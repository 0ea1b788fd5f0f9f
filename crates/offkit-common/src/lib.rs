//! # Offkit Common
//!
//! Shared fetch model and logging configuration for the offkit offline
//! worker runtime.
//!
//! ## Features
//!
//! - **Fetch model**: `FetchRequest`, `NetworkResponse`, `RequestMode`
//! - **Logging**: `init_logging()` with env-filter support
//!
//! ## Architecture
//!
//! ```text
//! FetchRequest (method + URL + mode)
//!     │
//!     ├── offkit-net    ── NetworkAgent::fetch ──→ NetworkResponse
//!     ├── offkit-cache  ── RequestKey derivation
//!     └── offkit-sw     ── fetch-intercept dispatch
//! ```

use hashbrown::HashMap;
use serde::{Deserialize, Serialize};
use url::Url;

pub mod logging;

pub use logging::{init_logging, LogConfig, LogFormat};

// ==================== Request Mode ====================

/// How a request was initiated, mirroring the fetch `mode` attribute.
///
/// Only `Navigate` carries semantic weight in offkit: it selects the
/// offline-fallback policy when the network is down.
#[derive(Debug, Clone, Copy, PartialEq, Eq, Serialize, Deserialize, Default)]
pub enum RequestMode {
    /// Top-level page navigation.
    Navigate,
    /// Same-origin subresource.
    SameOrigin,
    /// Cross-origin subresource.
    #[default]
    Cors,
    /// Opaque cross-origin subresource.
    NoCors,
}

// ==================== Fetch Request ====================

/// A request as seen by the worker: identity plus dispatch mode.
///
/// Bodies are not modeled; the offline cache only ever deals with GET.
#[derive(Debug, Clone, Serialize, Deserialize)]
pub struct FetchRequest {
    /// Absolute request URL.
    pub url: Url,

    /// Request method (uppercase).
    pub method: String,

    /// Request headers.
    pub headers: HashMap<String, String>,

    /// Request mode.
    pub mode: RequestMode,
}

impl FetchRequest {
    /// Create a GET subresource request.
    pub fn get(url: Url) -> Self {
        Self {
            url,
            method: "GET".to_string(),
            headers: HashMap::new(),
            mode: RequestMode::Cors,
        }
    }

    /// Create a top-level navigation request.
    pub fn navigation(url: Url) -> Self {
        Self {
            mode: RequestMode::Navigate,
            ..Self::get(url)
        }
    }

    /// Add a header.
    pub fn header(mut self, name: impl Into<String>, value: impl Into<String>) -> Self {
        self.headers.insert(name.into(), value.into());
        self
    }

    /// Whether this request is a top-level navigation.
    pub fn is_navigation(&self) -> bool {
        self.mode == RequestMode::Navigate
    }
}

// ==================== Network Response ====================

/// A response as delivered by the network collaborator.
#[derive(Debug, Clone, Serialize, Deserialize)]
pub struct NetworkResponse {
    /// HTTP status code.
    pub status: u16,

    /// Status reason phrase.
    pub status_text: String,

    /// Response headers.
    pub headers: HashMap<String, String>,

    /// Response body.
    pub body: Vec<u8>,
}

impl NetworkResponse {
    /// Create a 200 response with the given body.
    pub fn ok_with_body(body: Vec<u8>) -> Self {
        Self {
            status: 200,
            status_text: "OK".to_string(),
            headers: HashMap::new(),
            body,
        }
    }

    /// Create a response with the given status and empty body.
    pub fn with_status(status: u16, status_text: impl Into<String>) -> Self {
        Self {
            status,
            status_text: status_text.into(),
            headers: HashMap::new(),
            body: Vec::new(),
        }
    }

    /// Check if the status is a success (2xx).
    pub fn is_success(&self) -> bool {
        (200..300).contains(&self.status)
    }

    /// Get a header value.
    pub fn header(&self, name: &str) -> Option<&str> {
        self.headers.get(name).map(|v| v.as_str())
    }

    /// Get the body as UTF-8 text.
    pub fn text(&self) -> Result<String, std::string::FromUtf8Error> {
        String::from_utf8(self.body.clone())
    }
}

#[cfg(test)]
mod tests {
    use super::*;

    fn url(s: &str) -> Url {
        Url::parse(s).unwrap()
    }

    #[test]
    fn test_get_request_defaults() {
        let req = FetchRequest::get(url("https://app.example/index.html"));
        assert_eq!(req.method, "GET");
        assert_eq!(req.mode, RequestMode::Cors);
        assert!(!req.is_navigation());
    }

    #[test]
    fn test_navigation_request() {
        let req = FetchRequest::navigation(url("https://app.example/"));
        assert!(req.is_navigation());
    }

    #[test]
    fn test_request_header_builder() {
        let req = FetchRequest::get(url("https://app.example/api"))
            .header("accept", "application/json");
        assert_eq!(req.headers.get("accept").map(String::as_str), Some("application/json"));
    }

    #[test]
    fn test_response_success() {
        assert!(NetworkResponse::ok_with_body(b"hi".to_vec()).is_success());
        assert!(!NetworkResponse::with_status(404, "Not Found").is_success());
    }

    #[test]
    fn test_response_text() {
        let resp = NetworkResponse::ok_with_body(b"<html>".to_vec());
        assert_eq!(resp.text().unwrap(), "<html>");
    }

    #[test]
    fn test_request_serde_round_trip() {
        let req = FetchRequest::navigation(url("https://app.example/inbox"));
        let json = serde_json::to_string(&req).unwrap();
        let back: FetchRequest = serde_json::from_str(&json).unwrap();
        assert_eq!(back.url, req.url);
        assert_eq!(back.mode, RequestMode::Navigate);
    }
}
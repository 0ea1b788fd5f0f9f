//! # Offkit Net
//!
//! Network collaborator boundary for the offkit offline worker runtime.
//!
//! The worker treats the network as an opaque request/response exchange:
//! manifest resources are fetched through it at install time, and cache
//! misses fall through to it at fetch-intercept time. Timeouts, redirects,
//! and TLS all live behind the [`NetworkAgent`] seam.
//!
//! ## Agents
//!
//! - [`HttpAgent`]: reqwest-backed agent for real deployments
//! - [`StaticAgent`]: canned routes plus an offline switch, for bring-up
//!   and tests

use std::sync::atomic::{AtomicBool, Ordering};
use std::time::Duration;

use async_trait::async_trait;
use hashbrown::HashMap;
use thiserror::Error;
use tokio::sync::RwLock;
use tracing::{debug, warn};
use url::Url;

use offkit_common::{FetchRequest, NetworkResponse};

// ==================== Errors ====================

/// Errors produced by the network boundary.
#[derive(Error, Debug)]
pub enum NetError {
    /// The network is unavailable or the host could not be reached.
    #[error("Network unreachable: {0}")]
    Unreachable(String),

    #[error("Invalid URL: {0}")]
    InvalidUrl(String),

    #[error("Request failed: {0}")]
    RequestFailed(String),

    #[error("HTTP error: {0}")]
    HttpError(#[from] reqwest::Error),
}

// ==================== Network Agent ====================

/// Opaque network collaborator: request in, response or failure out.
///
/// Implementations decide their own timeout and redirect policy; the worker
/// never retries on its own.
#[async_trait]
pub trait NetworkAgent: Send + Sync {
    /// Perform the exchange for a single request.
    async fn fetch(&self, request: &FetchRequest) -> Result<NetworkResponse, NetError>;
}

// ==================== HTTP Agent ====================

/// Configuration for [`HttpAgent`].
#[derive(Debug, Clone)]
pub struct HttpAgentConfig {
    /// User agent string.
    pub user_agent: String,
    /// Per-request timeout.
    pub timeout: Duration,
    /// Maximum redirects to follow.
    pub max_redirects: usize,
}

impl Default for HttpAgentConfig {
    fn default() -> Self {
        Self {
            user_agent: "Offkit/1.0".to_string(),
            timeout: Duration::from_secs(30),
            max_redirects: 10,
        }
    }
}

/// reqwest-backed network agent.
pub struct HttpAgent {
    client: reqwest::Client,
}

impl HttpAgent {
    /// Create an agent with default configuration.
    pub fn new() -> Result<Self, NetError> {
        Self::with_config(HttpAgentConfig::default())
    }

    /// Create an agent with custom configuration.
    pub fn with_config(config: HttpAgentConfig) -> Result<Self, NetError> {
        let client = reqwest::Client::builder()
            .user_agent(&config.user_agent)
            .timeout(config.timeout)
            .redirect(reqwest::redirect::Policy::limited(config.max_redirects))
            .build()
            .map_err(|e| NetError::RequestFailed(e.to_string()))?;

        Ok(Self { client })
    }
}

#[async_trait]
impl NetworkAgent for HttpAgent {
    async fn fetch(&self, request: &FetchRequest) -> Result<NetworkResponse, NetError> {
        debug!(url = %request.url, method = %request.method, "fetching resource");

        let method = reqwest::Method::from_bytes(request.method.as_bytes())
            .map_err(|e| NetError::RequestFailed(e.to_string()))?;

        let mut builder = self.client.request(method, request.url.clone());
        for (name, value) in request.headers.iter() {
            builder = builder.header(name, value);
        }

        let response = builder.send().await.map_err(|e| {
            if e.is_connect() || e.is_timeout() {
                NetError::Unreachable(e.to_string())
            } else {
                NetError::HttpError(e)
            }
        })?;

        let status = response.status();
        let headers = response
            .headers()
            .iter()
            .filter_map(|(name, value)| {
                value
                    .to_str()
                    .ok()
                    .map(|v| (name.as_str().to_string(), v.to_string()))
            })
            .collect();
        let body = response.bytes().await?.to_vec();

        Ok(NetworkResponse {
            status: status.as_u16(),
            status_text: status.canonical_reason().unwrap_or("").to_string(),
            headers,
            body,
        })
    }
}

// ==================== Static Agent ====================

/// Agent serving canned responses from a route table.
///
/// Unrouted URLs get a 404; flipping the offline switch makes every fetch
/// fail with [`NetError::Unreachable`], which is how tests simulate a dead
/// network.
#[derive(Default)]
pub struct StaticAgent {
    routes: RwLock<HashMap<String, NetworkResponse>>,
    offline: AtomicBool,
}

impl StaticAgent {
    /// Create an empty agent.
    pub fn new() -> Self {
        Self::default()
    }

    /// Register a canned response for a URL.
    pub async fn route(&self, url: &Url, response: NetworkResponse) {
        self.routes
            .write()
            .await
            .insert(url.as_str().to_string(), response);
    }

    /// Register a 200 text response for a URL.
    pub async fn route_ok(&self, url: &Url, body: &str) {
        self.route(url, NetworkResponse::ok_with_body(body.as_bytes().to_vec()))
            .await;
    }

    /// Remove a route.
    pub async fn unroute(&self, url: &Url) {
        self.routes.write().await.remove(url.as_str());
    }

    /// Simulate the network going down or coming back up.
    pub fn set_offline(&self, offline: bool) {
        self.offline.store(offline, Ordering::SeqCst);
    }
}

#[async_trait]
impl NetworkAgent for StaticAgent {
    async fn fetch(&self, request: &FetchRequest) -> Result<NetworkResponse, NetError> {
        if self.offline.load(Ordering::SeqCst) {
            warn!(url = %request.url, "static agent offline, refusing fetch");
            return Err(NetError::Unreachable("agent is offline".to_string()));
        }

        match self.routes.read().await.get(request.url.as_str()) {
            Some(response) => Ok(response.clone()),
            None => Ok(NetworkResponse::with_status(404, "Not Found")),
        }
    }
}
//! Output configuration from TOML (`[output]` section)

use serde::{Deserialize, Serialize};

/// Raw output configuration from TOML
#[derive(Debug, Clone, PartialEq, Serialize, Deserialize)]
#[serde(default)]
pub struct FileOutputConfig {
    /// Enable colored terminal output
    pub color: bool,
}

impl Default for FileOutputConfig {
    fn default() -> Self {
        Self { color: true }
    }
}
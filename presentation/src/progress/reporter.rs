//! Progress reporting while a one-shot request is in flight

use indicatif::{ProgressBar, ProgressStyle};
use std::sync::{Arc, Mutex};
use std::time::Duration;
use toolcall_application::ChatOutput;
use toolcall_domain::{CallDescriptor, Model, ToolDescriptor, ToolError};

/// Shows a spinner until the first event arrives, then forwards
/// every event to the wrapped output.
pub struct ProgressReporter {
    inner: Arc<dyn ChatOutput>,
    spinner: Mutex<Option<ProgressBar>>,
}

impl ProgressReporter {
    pub fn new(inner: Arc<dyn ChatOutput>) -> Self {
        Self {
            inner,
            spinner: Mutex::new(None),
        }
    }

    fn spinner_style() -> ProgressStyle {
        ProgressStyle::default_spinner()
            .template("{spinner:.green} {prefix:.bold} {msg}")
            .unwrap_or_else(|_| ProgressStyle::default_spinner())
    }

    /// Start the spinner for a request to `model`.
    pub fn start(&self, model: &Model) {
        let pb = ProgressBar::new_spinner();
        pb.set_style(Self::spinner_style());
        pb.set_prefix(model.to_string());
        pb.set_message("thinking...");
        pb.enable_steady_tick(Duration::from_millis(100));

        if let Ok(mut slot) = self.spinner.lock() {
            *slot = Some(pb);
        }
    }

    /// Clear the spinner if it is still running.
    pub fn finish(&self) {
        if let Ok(mut slot) = self.spinner.lock()
            && let Some(pb) = slot.take()
        {
            pb.finish_and_clear();
        }
    }

    pub fn is_running(&self) -> bool {
        self.spinner
            .lock()
            .map(|slot| slot.is_some())
            .unwrap_or(false)
    }
}

impl ChatOutput for ProgressReporter {
    fn on_chunk(&self, chunk: &str) {
        self.finish();
        self.inner.on_chunk(chunk);
    }

    fn on_stream_end(&self) {
        self.finish();
        self.inner.on_stream_end();
    }

    fn on_tool_call(&self, call: &CallDescriptor) {
        self.finish();
        self.inner.on_tool_call(call);
    }

    fn on_tool_result(&self, name: &str, result: &str) {
        self.finish();
        self.inner.on_tool_result(name, result);
    }

    fn on_tool_error(&self, name: &str, error: &ToolError) {
        self.finish();
        self.inner.on_tool_error(name, error);
    }

    fn on_missing_parameters(&self, name: &str, missing: &[String]) {
        self.finish();
        self.inner.on_missing_parameters(name, missing);
    }

    fn on_tools(&self, tools: &[&ToolDescriptor]) {
        self.finish();
        self.inner.on_tools(tools);
    }

    fn on_error(&self, message: &str) {
        self.finish();
        self.inner.on_error(message);
    }

    fn info(&self, message: &str) {
        self.finish();
        self.inner.info(message);
    }
}

impl Drop for ProgressReporter {
    fn drop(&mut self) {
        self.finish();
    }
}
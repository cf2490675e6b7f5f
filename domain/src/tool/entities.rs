//! Tool domain entities

use serde::{Deserialize, Serialize};

/// Definition of a tool advertised to the model
///
/// Field order is part of the wire contract: the descriptor set is embedded
/// verbatim into system instructions, so it must serialize identically on
/// every run.
#[derive(Debug, Clone, PartialEq, Eq, Serialize, Deserialize)]
pub struct ToolDescriptor {
    /// Unique name of the tool (e.g., "WeatherFromLocation")
    pub name: String,
    /// Human-readable description
    pub description: String,
    /// Parameter specifications, in declaration order
    pub parameters: Vec<ParameterSpec>,
}

/// Parameter specification for a tool
#[derive(Debug, Clone, PartialEq, Eq, Serialize, Deserialize)]
pub struct ParameterSpec {
    /// Parameter name, unique within its tool
    pub name: String,
    /// Parameter description
    pub description: String,
    /// Parameter type tag (currently always "string")
    #[serde(rename = "type")]
    pub param_type: String,
    /// Whether this parameter is required
    pub required: bool,
}

impl ToolDescriptor {
    pub fn new(name: impl Into<String>, description: impl Into<String>) -> Self {
        Self {
            name: name.into(),
            description: description.into(),
            parameters: Vec::new(),
        }
    }

    /// Append a parameter. A parameter with an existing name replaces it in place.
    pub fn with_parameter(mut self, param: ParameterSpec) -> Self {
        match self.parameters.iter_mut().find(|p| p.name == param.name) {
            Some(existing) => *existing = param,
            None => self.parameters.push(param),
        }
        self
    }

    pub fn parameter(&self, name: &str) -> Option<&ParameterSpec> {
        self.parameters.iter().find(|p| p.name == name)
    }

    pub fn required_parameters(&self) -> impl Iterator<Item = &ParameterSpec> {
        self.parameters.iter().filter(|p| p.required)
    }
}

impl ParameterSpec {
    pub fn new(name: impl Into<String>, description: impl Into<String>, required: bool) -> Self {
        Self {
            name: name.into(),
            description: description.into(),
            param_type: "string".to_string(),
            required,
        }
    }
}

/// The descriptor set as advertised to the model: `{"tools": [...]}`
#[derive(Debug, Clone, Serialize)]
pub struct ToolManifest<'a> {
    pub tools: Vec<&'a ToolDescriptor>,
}

impl<'a> ToolManifest<'a> {
    pub fn new(tools: impl IntoIterator<Item = &'a ToolDescriptor>) -> Self {
        Self {
            tools: tools.into_iter().collect(),
        }
    }
}

impl std::fmt::Display for ToolManifest<'_> {
    fn fmt(&self, f: &mut std::fmt::Formatter<'_>) -> std::fmt::Result {
        let json = serde_json::to_string(self).map_err(|_| std::fmt::Error)?;
        f.write_str(&json)
    }
}

/// One named argument of a call
#[derive(Debug, Clone, PartialEq, Eq, Serialize, Deserialize)]
#[serde(rename_all = "camelCase", deny_unknown_fields)]
pub struct CallParameter {
    pub parameter_name: String,
    pub parameter_value: String,
}

impl CallParameter {
    pub fn new(name: impl Into<String>, value: impl Into<String>) -> Self {
        Self {
            parameter_name: name.into(),
            parameter_value: value.into(),
        }
    }
}

/// A request to invoke a tool, as emitted by the model or typed by the user
///
/// Wire shape: `{"functionName": "...", "parameters": [{"parameterName": "...", "parameterValue": "..."}]}`
#[derive(Debug, Clone, PartialEq, Eq, Serialize, Deserialize)]
#[serde(rename_all = "camelCase", deny_unknown_fields)]
pub struct CallDescriptor {
    pub function_name: String,
    pub parameters: Vec<CallParameter>,
}

impl CallDescriptor {
    pub fn new(function_name: impl Into<String>) -> Self {
        Self {
            function_name: function_name.into(),
            parameters: Vec::new(),
        }
    }

    pub fn with_parameter(mut self, name: impl Into<String>, value: impl Into<String>) -> Self {
        self.parameters.push(CallParameter::new(name, value));
        self
    }

    /// First value supplied for `name`, if any
    pub fn get(&self, name: &str) -> Option<&str> {
        self.parameters
            .iter()
            .find(|p| p.parameter_name == name)
            .map(|p| p.parameter_value.as_str())
    }
}
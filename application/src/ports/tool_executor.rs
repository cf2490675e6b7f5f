//! Tool Executor port
//!
//! Defines the interface for dispatching calls to registered tools.

use async_trait::async_trait;
use toolcall_domain::{CallParameter, ToolDescriptor, ToolError, ToolManifest};

/// A tool implementation.
///
/// Handlers resolve their own parameters and may fail with tool-specific codes.
#[async_trait]
pub trait ToolHandler: Send + Sync {
    async fn call(&self, parameters: &[CallParameter]) -> Result<String, ToolError>;
}

/// Port for tool execution
///
/// This port defines how the application layer executes tools.
/// Implementations (adapters) live in the infrastructure layer.
#[async_trait]
pub trait ToolExecutorPort: Send + Sync {
    /// All descriptors in registration order
    fn descriptors(&self) -> Vec<&ToolDescriptor>;

    /// Get the descriptor of a specific tool
    fn descriptor(&self, name: &str) -> Option<&ToolDescriptor> {
        self.descriptors().into_iter().find(|d| d.name == name)
    }

    /// Serialized descriptor set for model instructions
    fn manifest(&self) -> String {
        ToolManifest::new(self.descriptors()).to_string()
    }

    /// Look up `function_name` and invoke it.
    ///
    /// Fails with `UNKNOWN_FUNCTION` without invoking anything when the name is
    /// not registered. Handler errors propagate unchanged.
    async fn execute(
        &self,
        function_name: &str,
        parameters: &[CallParameter],
    ) -> Result<String, ToolError>;
}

◇ ◇ ◇

**Task to carry out**
Everything starting at the line containing "pub async fn unroute(&self, url: &Url)" and ending at the line containing "filename presentation/src/progress/reporter.rs" in the records above should be repeated exactly, and only that.

**Answer space**
    pub async fn unroute(&self, url: &Url) {
        self.routes.write().await.remove(url.as_str());
    }

    /// Simulate the network going down or coming back up.
    pub fn set_offline(&self, offline: bool) {
        self.offline.store(offline, Ordering::SeqCst);
    }
}

#[async_trait]
impl NetworkAgent for StaticAgent {
    async fn fetch(&self, request: &FetchRequest) -> Result<NetworkResponse, NetError> {
        if self.offline.load(Ordering::SeqCst) {
            warn!(url = %request.url, "static agent offline, refusing fetch");
            return Err(NetError::Unreachable("agent is offline".to_string()));
        }

        match self.routes.read().await.get(request.url.as_str()) {
            Some(response) => Ok(response.clone()),
            None => Ok(NetworkResponse::with_status(404, "Not Found")),
        }
    }
}
//! Output configuration from TOML (`[output]` section)

use serde::{Deserialize, Serialize};

/// Raw output configuration from TOML
#[derive(Debug, Clone, PartialEq, Serialize, Deserialize)]
#[serde(default)]
pub struct FileOutputConfig {
    /// Enable colored terminal output
    pub color: bool,
}

impl Default for FileOutputConfig {
    fn default() -> Self {
        Self { color: true }
    }
}
filename presentation/src/progress/reporter.rs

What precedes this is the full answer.